As head coach Ron Rivera prepared for his first virtual press conference of training camp, his players trickled into the parking lot the Inova Sports Performance Center. They all wore masks, and instead of walking towards the club facility, they approached a small white tent to have their temperature taken. Once cleared, they entered a white trailer to take a COVID-19 test and exited minutes later. Then they hopped in their cars and left.
Following a completely virtual offseason, Tuesday marked the beginning of the most unusual training camp in NFL history. There will be frequent testing and zero preseason games. Some players around the league have already opted out.
However, the season is still scheduled to start Sept. 10, giving every franchise about six weeks to prepare for the 2020 campaign. The Washington Football Team will try and capitalize on every opportunity.
"I think the ramp up period was a heck of an idea," head coach Ron Rivera told the local media via Zoom. "I think if we do things right and we take advantage of the way the rules are lined up for us, we can get something out of those [practices]. ...Again, it's a matter of whether or not you take advantage of the opportunity to get your guys ready to go, ramp them up properly and then get them on the field."
Training camp will begin with an acclimation period, which is similar to the offseason training activities (OTAs) that the players missed out on in the spring. During this time, players will have 60 minutes in the weight room and 60 minutes for on-field conditioning each day. Teams can also have 60-minute walkthroughs the first four days and 75-minute walkthroughs the last four days. Sunday, Aug. 8, is a mandatory off day.
The "ramp up" phase consists of four practices. The first practice can be 90 minutes, followed by a 105-minute practice. Players are permitted to wear helmets for both sessions. Following a mandatory off day Aug. 15, there can be two 120-minute practices with helmets and shells but no live contact. Players are allowed to be on the field 3.5 hours per day during this period.
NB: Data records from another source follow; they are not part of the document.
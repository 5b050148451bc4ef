//! Corner Shop Core - Shared types library.
//!
//! This crate provides common types used across all Corner Shop components:
//! - `storefront` - Cart persistence and the cart service
//! - `cli` - Command-line host for the cart
//!
//! # Architecture
//!
//! The core crate contains only types and static reference data - no I/O,
//! no database access. This keeps it lightweight and allows it to be used anywhere.
//!
//! # Modules
//!
//! - [`types`] - Product identifiers, prices and cart items
//! - [`catalog`] - The static product catalog, grouped by category

#![cfg_attr(not(test), forbid(unsafe_code))]

pub mod catalog;
pub mod types;

pub use catalog::{Catalog, CategoryName, Product};
pub use types::*;
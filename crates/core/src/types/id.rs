//! Product identifiers.
//!
//! Catalog products are keyed by either a number or a string. The two forms
//! never compare equal, even when their text matches: `ProductId::Number(1)`
//! and `ProductId::Text("1")` are different keys.

use core::fmt;
use std::str::FromStr;

use serde::{Deserialize, Serialize};

/// Errors that can occur when building a [`ProductId`].
#[derive(thiserror::Error, Debug, Clone, PartialEq, Eq)]
pub enum ProductIdError {
    /// The input string is empty.
    #[error("product id cannot be empty")]
    Empty,
    /// The stored kind tag is not one we know.
    #[error("unknown product id kind: {0}")]
    UnknownKind(String),
    /// A numeric id did not hold a valid integer.
    #[error("invalid numeric product id: {0}")]
    InvalidNumber(String),
}

/// The two shapes a [`ProductId`] can take.
#[derive(Debug, Clone, Copy, PartialEq, Eq, Hash, Serialize, Deserialize)]
#[serde(rename_all = "snake_case")]
pub enum ProductIdKind {
    Number,
    Text,
}

impl ProductIdKind {
    /// Tag used when persisting the id.
    #[must_use]
    pub const fn as_str(&self) -> &'static str {
        match self {
            Self::Number => "number",
            Self::Text => "text",
        }
    }

    /// Parse a persisted tag.
    ///
    /// # Errors
    ///
    /// Returns `ProductIdError::UnknownKind` for anything other than
    /// `"number"` or `"text"`.
    pub fn parse(s: &str) -> Result<Self, ProductIdError> {
        match s {
            "number" => Ok(Self::Number),
            "text" => Ok(Self::Text),
            other => Err(ProductIdError::UnknownKind(other.to_owned())),
        }
    }
}

/// Identifier of a catalog product, and therefore of a cart item.
///
/// ## Examples
///
/// ```
/// use corner_shop_core::ProductId;
///
/// let numeric: ProductId = "42".parse().unwrap();
/// let text: ProductId = "p1".parse().unwrap();
///
/// assert_eq!(numeric, ProductId::Number(42));
/// assert_eq!(text, ProductId::from("p1"));
/// assert_ne!(ProductId::Number(1), ProductId::from("1"));
/// ```
#[derive(Debug, Clone, PartialEq, Eq, Hash, Serialize, Deserialize)]
#[serde(untagged)]
pub enum ProductId {
    Number(i64),
    Text(String),
}

impl ProductId {
    /// Which form this id takes.
    #[must_use]
    pub const fn kind(&self) -> ProductIdKind {
        match self {
            Self::Number(_) => ProductIdKind::Number,
            Self::Text(_) => ProductIdKind::Text,
        }
    }

    /// The id's value as stored alongside its kind tag.
    #[must_use]
    pub fn storage_value(&self) -> String {
        match self {
            Self::Number(n) => n.to_string(),
            Self::Text(s) => s.clone(),
        }
    }

    /// Rebuild an id from its persisted kind tag and value.
    ///
    /// # Errors
    ///
    /// Returns an error if the kind tag is unknown, a numeric value does not
    /// parse, or a text value is empty.
    pub fn from_storage(kind: &str, value: &str) -> Result<Self, ProductIdError> {
        match ProductIdKind::parse(kind)? {
            ProductIdKind::Number => value
                .parse::<i64>()
                .map(Self::Number)
                .map_err(|_| ProductIdError::InvalidNumber(value.to_owned())),
            ProductIdKind::Text if value.is_empty() => Err(ProductIdError::Empty),
            ProductIdKind::Text => Ok(Self::Text(value.to_owned())),
        }
    }

    /// Returns `true` for an empty text id.
    #[must_use]
    pub fn is_empty(&self) -> bool {
        matches!(self, Self::Text(s) if s.is_empty())
    }
}

impl fmt::Display for ProductId {
    fn fmt(&self, f: &mut fmt::Formatter<'_>) -> fmt::Result {
        match self {
            Self::Number(n) => write!(f, "{n}"),
            Self::Text(s) => write!(f, "{s}"),
        }
    }
}

/// Parses all-digit input as [`ProductId::Number`], anything else as
/// [`ProductId::Text`].
impl FromStr for ProductId {
    type Err = ProductIdError;

    fn from_str(s: &str) -> Result<Self, Self::Err> {
        if s.is_empty() {
            return Err(ProductIdError::Empty);
        }
        Ok(s.parse::<i64>()
            .map_or_else(|_| Self::Text(s.to_owned()), Self::Number))
    }
}

impl From<i64> for ProductId {
    fn from(id: i64) -> Self {
        Self::Number(id)
    }
}

impl From<&str> for ProductId {
    fn from(id: &str) -> Self {
        Self::Text(id.to_owned())
    }
}

impl From<String> for ProductId {
    fn from(id: String) -> Self {
        Self::Text(id)
    }
}

#[cfg(test)]
#[allow(clippy::unwrap_used)]
mod tests {
    use super::*;

    #[test]
    fn test_number_and_text_are_distinct() {
        assert_ne!(ProductId::Number(7), ProductId::from("7"));
        assert_eq!(ProductId::Number(7).storage_value(), "7");
        assert_eq!(ProductId::from("7").storage_value(), "7");
        assert_ne!(ProductId::Number(7).kind(), ProductId::from("7").kind());
    }

    #[test]
    fn test_parse_from_str() {
        assert_eq!("12".parse::<ProductId>().unwrap(), ProductId::Number(12));
        assert_eq!("-3".parse::<ProductId>().unwrap(), ProductId::Number(-3));
        assert_eq!(
            "hc-01".parse::<ProductId>().unwrap(),
            ProductId::Text("hc-01".to_owned())
        );
        assert!(matches!("".parse::<ProductId>(), Err(ProductIdError::Empty)));
    }

    #[test]
    fn test_from_storage() {
        assert_eq!(
            ProductId::from_storage("number", "99").unwrap(),
            ProductId::Number(99)
        );
        assert_eq!(
            ProductId::from_storage("text", "99").unwrap(),
            ProductId::from("99")
        );
        assert!(matches!(
            ProductId::from_storage("number", "abc"),
            Err(ProductIdError::InvalidNumber(_))
        ));
        assert!(matches!(
            ProductId::from_storage("uuid", "abc"),
            Err(ProductIdError::UnknownKind(_))
        ));
        assert!(matches!(
            ProductId::from_storage("text", ""),
            Err(ProductIdError::Empty)
        ));
    }

    #[test]
    fn test_serde_untagged() {
        let json = serde_json::to_string(&ProductId::Number(5)).unwrap();
        assert_eq!(json, "5");
        let json = serde_json::to_string(&ProductId::from("p1")).unwrap();
        assert_eq!(json, "\"p1\"");

        let parsed: ProductId = serde_json::from_str("\"5\"").unwrap();
        assert_eq!(parsed, ProductId::from("5"));
        let parsed: ProductId = serde_json::from_str("5").unwrap();
        assert_eq!(parsed, ProductId::Number(5));
    }

    #[test]
    fn test_display() {
        assert_eq!(ProductId::Number(3).to_string(), "3");
        assert_eq!(ProductId::from("p1").to_string(), "p1");
    }
}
Finally, the contact integration period will run from Aug. 18 to Sept. 6. A maximum of 14 padded practices are allowed during this time.
"We're going to pick it up right now, and we've been meeting with the young guys and the quarterbacks," Rivera said. "We'll start including the veteran guys who reported today; those guys will be in on those meetings as well. I think it's an opportunity for us to get a chance to see what we have."
In the absence of preseason games, Rivera said the coaching staff will try and create as many game-like situations as possible. Doing so will help them evaluate the quarterbacks and examine position battles and determine final roster spots. The difficult part, Rivera said, will be simulating the speed and tempo of those contests. "It's just a different feel and vibe when you're playing the game as opposed to practicing."
Another challenge will be developing Washington's plethora of young talent, some of whom will be asked to play significantly right away. That's why Rivera has stressed to his coaching staff the importance of doing "a little extra," both on the practice field and in the meeting room. That means allotting some time at the end of practices and meetings for coaches to work specifically with their younger players.
"We are going to rely on our coaches no more than we have in the past for them to develop our young talent," Rivera said. "One thing that we will do with our young talent is that they will work with everyone. Knowing that you've worked with the ones and the twos, you will develop that comfort level."
Perhaps the biggest obstacle will be navigating through an NFL season amid the pandemic. If a player tests positive during training camp, he'll miss out on invaluable practice time. If he tests positive during the season, he will likely miss games.
Everyone within the organization must be disciplined, Rivera said. Training camp has arrived.
"You have to wear a mask. You have to wash your hands. You have to properly distance yourself from one another. ...We've got to make sure we're following all the protocols that have been set forth by the CDC and by the NFL and NFLPA. We've got to be really careful with this and be smart."